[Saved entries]
==========
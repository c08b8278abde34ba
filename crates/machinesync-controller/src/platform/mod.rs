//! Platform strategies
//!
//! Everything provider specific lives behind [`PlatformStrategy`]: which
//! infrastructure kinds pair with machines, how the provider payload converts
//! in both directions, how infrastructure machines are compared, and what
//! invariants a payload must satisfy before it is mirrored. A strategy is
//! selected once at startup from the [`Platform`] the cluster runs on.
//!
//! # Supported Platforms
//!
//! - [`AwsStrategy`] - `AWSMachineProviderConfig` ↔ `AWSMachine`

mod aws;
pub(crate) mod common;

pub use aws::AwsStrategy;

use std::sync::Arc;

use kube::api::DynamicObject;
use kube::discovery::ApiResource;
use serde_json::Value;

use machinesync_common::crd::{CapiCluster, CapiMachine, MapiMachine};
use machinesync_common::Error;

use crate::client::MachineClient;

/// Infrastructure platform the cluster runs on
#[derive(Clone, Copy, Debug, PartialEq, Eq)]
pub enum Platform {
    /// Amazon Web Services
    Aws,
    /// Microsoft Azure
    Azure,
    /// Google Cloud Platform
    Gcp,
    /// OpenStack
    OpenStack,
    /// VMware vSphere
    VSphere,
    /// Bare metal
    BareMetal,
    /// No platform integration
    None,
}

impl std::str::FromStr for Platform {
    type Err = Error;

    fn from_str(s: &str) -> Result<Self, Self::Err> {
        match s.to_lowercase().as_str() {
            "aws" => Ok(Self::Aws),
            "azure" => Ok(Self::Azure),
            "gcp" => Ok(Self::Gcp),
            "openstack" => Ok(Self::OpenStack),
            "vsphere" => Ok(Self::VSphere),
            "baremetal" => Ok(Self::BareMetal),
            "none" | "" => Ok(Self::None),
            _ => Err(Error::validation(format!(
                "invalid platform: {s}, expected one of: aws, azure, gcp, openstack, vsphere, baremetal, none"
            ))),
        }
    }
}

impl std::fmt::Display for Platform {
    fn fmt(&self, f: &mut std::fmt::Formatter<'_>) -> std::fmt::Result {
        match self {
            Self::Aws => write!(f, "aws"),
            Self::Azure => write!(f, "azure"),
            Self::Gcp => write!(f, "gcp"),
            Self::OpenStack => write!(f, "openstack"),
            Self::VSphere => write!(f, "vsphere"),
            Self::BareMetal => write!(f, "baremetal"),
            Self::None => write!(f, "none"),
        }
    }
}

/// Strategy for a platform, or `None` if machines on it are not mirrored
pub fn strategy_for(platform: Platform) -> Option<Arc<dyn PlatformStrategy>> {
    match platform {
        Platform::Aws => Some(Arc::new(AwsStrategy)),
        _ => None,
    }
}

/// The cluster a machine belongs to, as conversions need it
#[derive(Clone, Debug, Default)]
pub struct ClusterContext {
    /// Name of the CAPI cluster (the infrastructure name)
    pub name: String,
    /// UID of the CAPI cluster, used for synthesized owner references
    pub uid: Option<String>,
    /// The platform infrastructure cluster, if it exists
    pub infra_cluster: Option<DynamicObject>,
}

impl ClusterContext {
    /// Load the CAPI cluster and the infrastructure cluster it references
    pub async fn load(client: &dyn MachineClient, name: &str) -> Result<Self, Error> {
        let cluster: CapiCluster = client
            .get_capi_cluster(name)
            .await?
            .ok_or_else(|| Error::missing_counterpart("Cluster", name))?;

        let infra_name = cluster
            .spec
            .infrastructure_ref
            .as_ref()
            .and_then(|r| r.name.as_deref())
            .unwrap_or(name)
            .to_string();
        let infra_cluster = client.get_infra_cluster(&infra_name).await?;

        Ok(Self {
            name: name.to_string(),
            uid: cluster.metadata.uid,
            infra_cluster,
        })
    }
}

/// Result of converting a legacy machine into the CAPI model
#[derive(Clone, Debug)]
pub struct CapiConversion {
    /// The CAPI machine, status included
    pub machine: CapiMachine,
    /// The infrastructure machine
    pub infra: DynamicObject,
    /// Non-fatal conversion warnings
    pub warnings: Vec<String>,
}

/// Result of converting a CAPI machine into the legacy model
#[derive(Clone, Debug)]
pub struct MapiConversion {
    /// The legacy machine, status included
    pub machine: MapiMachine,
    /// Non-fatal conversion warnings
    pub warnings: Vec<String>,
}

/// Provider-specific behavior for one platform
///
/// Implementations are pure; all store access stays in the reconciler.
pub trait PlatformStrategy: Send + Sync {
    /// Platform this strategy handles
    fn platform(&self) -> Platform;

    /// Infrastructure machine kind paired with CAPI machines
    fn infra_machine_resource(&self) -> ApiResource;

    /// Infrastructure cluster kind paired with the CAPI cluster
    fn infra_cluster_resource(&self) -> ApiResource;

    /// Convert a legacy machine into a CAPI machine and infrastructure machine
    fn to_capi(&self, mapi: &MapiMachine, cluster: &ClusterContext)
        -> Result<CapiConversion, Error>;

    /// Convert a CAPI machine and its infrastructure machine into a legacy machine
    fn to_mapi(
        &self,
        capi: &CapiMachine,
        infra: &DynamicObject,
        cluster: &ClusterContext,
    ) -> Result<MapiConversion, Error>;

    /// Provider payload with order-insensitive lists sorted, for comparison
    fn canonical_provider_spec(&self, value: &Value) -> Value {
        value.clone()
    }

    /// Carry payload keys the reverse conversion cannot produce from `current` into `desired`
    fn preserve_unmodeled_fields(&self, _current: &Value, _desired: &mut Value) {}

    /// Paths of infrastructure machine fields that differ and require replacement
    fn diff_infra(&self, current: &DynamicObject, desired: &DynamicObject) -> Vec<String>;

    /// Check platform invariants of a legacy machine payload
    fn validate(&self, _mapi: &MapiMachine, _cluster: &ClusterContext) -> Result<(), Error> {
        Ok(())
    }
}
==========
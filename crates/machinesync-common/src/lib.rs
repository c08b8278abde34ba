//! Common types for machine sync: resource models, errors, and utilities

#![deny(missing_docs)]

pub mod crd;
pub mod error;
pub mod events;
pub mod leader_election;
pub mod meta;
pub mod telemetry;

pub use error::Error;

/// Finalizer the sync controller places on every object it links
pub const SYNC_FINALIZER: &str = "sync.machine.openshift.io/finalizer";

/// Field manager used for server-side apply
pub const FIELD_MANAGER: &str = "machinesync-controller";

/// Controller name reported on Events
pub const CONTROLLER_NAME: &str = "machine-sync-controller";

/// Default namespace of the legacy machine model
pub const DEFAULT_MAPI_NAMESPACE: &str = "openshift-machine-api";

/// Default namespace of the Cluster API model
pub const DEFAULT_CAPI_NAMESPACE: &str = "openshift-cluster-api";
==========
**WHAT YOU WILL DO:**
What lines in the records above include the string "filename"? Copy each one.

**WRITTEN RESPONSE:**
filename crates/machinesync-controller/src/platform/mod.rs
filename crates/machinesync-common/src/lib.rs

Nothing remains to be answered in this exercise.